(Stored records):

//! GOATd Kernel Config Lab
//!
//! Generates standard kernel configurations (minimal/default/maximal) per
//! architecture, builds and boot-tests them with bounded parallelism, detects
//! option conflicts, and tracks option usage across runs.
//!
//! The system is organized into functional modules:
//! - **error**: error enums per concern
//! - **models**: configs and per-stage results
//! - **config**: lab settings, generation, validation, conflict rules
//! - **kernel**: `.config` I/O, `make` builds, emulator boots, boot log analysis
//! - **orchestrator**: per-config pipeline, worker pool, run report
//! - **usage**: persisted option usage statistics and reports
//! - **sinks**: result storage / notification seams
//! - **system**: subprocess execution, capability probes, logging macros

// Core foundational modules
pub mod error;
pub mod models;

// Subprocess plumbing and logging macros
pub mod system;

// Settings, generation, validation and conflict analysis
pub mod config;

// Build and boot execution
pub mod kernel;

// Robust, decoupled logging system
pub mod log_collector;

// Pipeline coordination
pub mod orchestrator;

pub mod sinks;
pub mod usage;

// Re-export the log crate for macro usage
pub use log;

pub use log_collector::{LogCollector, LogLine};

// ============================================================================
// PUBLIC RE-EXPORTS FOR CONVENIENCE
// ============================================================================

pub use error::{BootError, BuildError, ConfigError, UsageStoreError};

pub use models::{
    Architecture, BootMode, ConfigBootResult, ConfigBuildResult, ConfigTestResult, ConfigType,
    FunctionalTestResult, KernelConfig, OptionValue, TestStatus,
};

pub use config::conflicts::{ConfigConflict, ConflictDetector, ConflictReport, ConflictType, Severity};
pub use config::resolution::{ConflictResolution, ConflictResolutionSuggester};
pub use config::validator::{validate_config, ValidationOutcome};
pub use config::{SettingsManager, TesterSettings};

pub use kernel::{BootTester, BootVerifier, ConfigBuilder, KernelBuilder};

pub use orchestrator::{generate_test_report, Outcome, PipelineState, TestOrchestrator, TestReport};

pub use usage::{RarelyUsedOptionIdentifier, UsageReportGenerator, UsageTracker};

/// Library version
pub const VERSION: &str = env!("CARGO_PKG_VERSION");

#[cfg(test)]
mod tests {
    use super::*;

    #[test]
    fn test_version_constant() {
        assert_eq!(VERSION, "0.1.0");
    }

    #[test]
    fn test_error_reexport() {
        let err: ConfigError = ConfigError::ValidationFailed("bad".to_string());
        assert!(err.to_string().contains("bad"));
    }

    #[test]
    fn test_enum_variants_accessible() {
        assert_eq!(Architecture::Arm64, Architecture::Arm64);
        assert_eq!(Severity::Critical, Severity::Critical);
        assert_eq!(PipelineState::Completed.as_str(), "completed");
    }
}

==

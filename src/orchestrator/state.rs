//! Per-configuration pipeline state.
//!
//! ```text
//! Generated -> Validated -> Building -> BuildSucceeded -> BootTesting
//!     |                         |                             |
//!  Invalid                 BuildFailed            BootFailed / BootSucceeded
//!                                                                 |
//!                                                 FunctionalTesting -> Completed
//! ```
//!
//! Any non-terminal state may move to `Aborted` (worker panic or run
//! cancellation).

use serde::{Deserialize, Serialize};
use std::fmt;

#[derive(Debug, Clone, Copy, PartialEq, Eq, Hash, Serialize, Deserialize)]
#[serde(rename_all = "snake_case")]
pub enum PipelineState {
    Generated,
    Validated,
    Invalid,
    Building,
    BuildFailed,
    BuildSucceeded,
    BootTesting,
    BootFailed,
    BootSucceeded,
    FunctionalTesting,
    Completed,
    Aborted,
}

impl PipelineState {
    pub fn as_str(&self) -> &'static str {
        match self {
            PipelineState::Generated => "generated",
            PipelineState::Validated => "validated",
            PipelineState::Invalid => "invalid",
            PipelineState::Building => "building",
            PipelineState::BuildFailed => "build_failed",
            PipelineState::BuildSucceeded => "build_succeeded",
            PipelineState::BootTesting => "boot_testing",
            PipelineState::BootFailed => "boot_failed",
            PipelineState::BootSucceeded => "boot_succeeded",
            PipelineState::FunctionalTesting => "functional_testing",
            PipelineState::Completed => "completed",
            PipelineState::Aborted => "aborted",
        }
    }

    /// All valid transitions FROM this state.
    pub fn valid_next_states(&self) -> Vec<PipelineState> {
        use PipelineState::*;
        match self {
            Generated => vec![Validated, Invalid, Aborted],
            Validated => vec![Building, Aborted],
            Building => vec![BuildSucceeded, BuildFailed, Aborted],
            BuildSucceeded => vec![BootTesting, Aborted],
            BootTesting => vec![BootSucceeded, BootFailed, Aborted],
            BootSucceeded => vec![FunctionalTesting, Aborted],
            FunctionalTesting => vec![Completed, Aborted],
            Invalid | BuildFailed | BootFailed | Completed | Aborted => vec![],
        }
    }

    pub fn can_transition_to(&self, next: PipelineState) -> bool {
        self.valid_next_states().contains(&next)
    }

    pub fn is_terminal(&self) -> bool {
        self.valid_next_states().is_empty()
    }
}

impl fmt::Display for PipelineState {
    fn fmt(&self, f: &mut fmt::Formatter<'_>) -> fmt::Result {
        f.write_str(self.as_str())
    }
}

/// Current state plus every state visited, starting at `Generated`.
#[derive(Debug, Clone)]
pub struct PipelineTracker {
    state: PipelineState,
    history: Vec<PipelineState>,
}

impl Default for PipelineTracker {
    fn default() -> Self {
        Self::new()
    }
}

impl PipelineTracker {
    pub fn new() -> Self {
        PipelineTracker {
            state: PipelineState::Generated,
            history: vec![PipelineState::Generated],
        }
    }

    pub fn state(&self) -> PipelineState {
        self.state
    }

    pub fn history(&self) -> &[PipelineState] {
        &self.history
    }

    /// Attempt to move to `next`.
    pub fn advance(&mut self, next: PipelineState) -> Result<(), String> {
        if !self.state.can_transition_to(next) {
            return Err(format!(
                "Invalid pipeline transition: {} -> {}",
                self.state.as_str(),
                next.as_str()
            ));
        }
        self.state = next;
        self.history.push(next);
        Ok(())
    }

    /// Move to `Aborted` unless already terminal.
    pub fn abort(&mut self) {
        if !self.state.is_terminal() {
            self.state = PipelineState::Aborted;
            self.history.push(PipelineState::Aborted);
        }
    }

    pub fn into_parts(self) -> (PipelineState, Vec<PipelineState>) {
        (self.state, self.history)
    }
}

--

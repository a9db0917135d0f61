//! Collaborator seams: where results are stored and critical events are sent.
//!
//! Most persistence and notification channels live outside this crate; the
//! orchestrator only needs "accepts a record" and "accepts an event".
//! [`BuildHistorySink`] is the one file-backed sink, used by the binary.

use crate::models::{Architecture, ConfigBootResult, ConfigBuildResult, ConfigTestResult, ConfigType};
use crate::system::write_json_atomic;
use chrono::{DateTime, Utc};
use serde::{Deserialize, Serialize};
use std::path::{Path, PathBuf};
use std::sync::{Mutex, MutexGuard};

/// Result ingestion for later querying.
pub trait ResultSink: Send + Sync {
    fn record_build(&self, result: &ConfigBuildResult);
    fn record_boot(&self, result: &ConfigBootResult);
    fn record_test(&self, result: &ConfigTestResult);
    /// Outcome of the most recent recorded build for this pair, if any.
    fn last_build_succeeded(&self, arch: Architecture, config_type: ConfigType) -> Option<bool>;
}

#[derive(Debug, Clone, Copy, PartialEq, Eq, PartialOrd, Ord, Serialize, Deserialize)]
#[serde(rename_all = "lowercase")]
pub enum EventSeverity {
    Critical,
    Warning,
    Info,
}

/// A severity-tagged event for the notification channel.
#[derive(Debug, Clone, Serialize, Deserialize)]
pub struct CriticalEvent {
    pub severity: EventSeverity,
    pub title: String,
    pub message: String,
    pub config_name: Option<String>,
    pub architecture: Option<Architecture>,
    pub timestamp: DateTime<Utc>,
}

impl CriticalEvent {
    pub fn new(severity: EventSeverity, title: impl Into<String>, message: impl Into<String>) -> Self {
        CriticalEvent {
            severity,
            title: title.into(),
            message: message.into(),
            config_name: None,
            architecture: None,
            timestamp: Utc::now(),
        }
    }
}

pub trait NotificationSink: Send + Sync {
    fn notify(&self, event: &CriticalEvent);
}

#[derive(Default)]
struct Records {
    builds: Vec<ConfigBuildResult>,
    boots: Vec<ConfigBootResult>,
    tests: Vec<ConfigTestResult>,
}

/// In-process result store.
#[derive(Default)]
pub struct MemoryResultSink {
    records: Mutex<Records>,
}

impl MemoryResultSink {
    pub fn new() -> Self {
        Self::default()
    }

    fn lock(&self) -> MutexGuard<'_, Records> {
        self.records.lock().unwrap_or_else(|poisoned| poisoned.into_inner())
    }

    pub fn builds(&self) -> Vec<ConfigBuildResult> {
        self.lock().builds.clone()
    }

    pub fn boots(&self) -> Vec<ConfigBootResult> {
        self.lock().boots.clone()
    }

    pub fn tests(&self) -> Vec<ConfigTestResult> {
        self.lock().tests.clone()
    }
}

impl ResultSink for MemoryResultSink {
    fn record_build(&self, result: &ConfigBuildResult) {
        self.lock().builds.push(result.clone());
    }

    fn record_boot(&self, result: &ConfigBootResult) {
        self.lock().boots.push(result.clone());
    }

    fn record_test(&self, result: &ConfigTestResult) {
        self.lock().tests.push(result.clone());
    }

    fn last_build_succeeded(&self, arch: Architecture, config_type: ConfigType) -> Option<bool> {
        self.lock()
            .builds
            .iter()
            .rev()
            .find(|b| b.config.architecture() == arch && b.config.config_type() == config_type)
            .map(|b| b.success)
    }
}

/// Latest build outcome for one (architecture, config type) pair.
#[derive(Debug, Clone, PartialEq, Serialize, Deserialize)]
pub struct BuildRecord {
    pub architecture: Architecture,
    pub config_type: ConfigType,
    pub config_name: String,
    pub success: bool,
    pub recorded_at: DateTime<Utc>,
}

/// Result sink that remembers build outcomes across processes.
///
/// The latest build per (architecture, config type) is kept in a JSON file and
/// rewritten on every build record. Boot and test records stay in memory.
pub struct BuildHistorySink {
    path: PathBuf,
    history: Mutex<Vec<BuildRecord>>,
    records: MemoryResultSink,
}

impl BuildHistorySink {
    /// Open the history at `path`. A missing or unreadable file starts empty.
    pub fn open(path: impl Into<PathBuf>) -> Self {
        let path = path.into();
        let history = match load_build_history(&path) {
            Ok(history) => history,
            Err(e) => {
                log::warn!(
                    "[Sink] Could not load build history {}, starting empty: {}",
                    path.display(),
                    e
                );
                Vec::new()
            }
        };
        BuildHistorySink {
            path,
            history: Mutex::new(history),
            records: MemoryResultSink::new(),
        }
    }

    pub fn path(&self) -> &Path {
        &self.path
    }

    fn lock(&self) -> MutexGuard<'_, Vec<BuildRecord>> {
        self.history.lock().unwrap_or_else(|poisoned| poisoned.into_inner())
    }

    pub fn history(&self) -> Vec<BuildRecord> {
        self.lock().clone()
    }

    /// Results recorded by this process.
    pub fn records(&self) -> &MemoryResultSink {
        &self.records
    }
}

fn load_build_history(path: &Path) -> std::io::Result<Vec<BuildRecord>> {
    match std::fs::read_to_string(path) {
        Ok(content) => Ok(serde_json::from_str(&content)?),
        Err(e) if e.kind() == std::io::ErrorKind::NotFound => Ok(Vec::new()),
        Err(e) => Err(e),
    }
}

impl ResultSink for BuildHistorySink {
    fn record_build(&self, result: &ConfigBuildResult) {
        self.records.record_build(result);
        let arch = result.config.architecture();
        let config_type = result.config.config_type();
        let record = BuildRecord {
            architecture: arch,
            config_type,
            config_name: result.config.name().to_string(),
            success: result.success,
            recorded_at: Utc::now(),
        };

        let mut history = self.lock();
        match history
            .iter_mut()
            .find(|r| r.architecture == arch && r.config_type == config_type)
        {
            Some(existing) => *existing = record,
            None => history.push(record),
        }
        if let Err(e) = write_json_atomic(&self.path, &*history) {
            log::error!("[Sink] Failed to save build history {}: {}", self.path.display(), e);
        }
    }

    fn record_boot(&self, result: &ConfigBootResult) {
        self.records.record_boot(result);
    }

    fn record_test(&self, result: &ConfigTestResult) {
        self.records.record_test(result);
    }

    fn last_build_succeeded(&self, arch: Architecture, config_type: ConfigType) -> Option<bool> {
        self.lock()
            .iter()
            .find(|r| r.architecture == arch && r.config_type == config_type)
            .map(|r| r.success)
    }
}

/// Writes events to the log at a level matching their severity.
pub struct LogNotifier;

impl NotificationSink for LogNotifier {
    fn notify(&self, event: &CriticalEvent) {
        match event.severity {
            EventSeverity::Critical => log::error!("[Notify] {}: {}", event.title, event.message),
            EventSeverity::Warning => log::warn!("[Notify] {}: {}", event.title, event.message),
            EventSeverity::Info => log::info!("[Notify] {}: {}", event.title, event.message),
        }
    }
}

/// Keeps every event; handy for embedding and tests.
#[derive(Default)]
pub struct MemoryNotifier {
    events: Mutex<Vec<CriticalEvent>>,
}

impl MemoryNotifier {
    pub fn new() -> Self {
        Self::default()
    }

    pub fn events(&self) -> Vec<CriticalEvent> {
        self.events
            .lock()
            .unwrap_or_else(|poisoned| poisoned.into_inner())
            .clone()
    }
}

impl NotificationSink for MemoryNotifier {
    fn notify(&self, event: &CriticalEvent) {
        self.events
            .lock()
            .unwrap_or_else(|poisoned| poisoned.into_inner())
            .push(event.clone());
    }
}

(Exercise details): Go line by line through the data, copying each one that contains the word "BuildSucceeded".

(Exercise answer):
//! Generated -> Validated -> Building -> BuildSucceeded -> BootTesting
    BuildSucceeded,
            PipelineState::BuildSucceeded => "build_succeeded",
            Building => vec![BuildSucceeded, BuildFailed, Aborted],
            BuildSucceeded => vec![BootTesting, Aborted],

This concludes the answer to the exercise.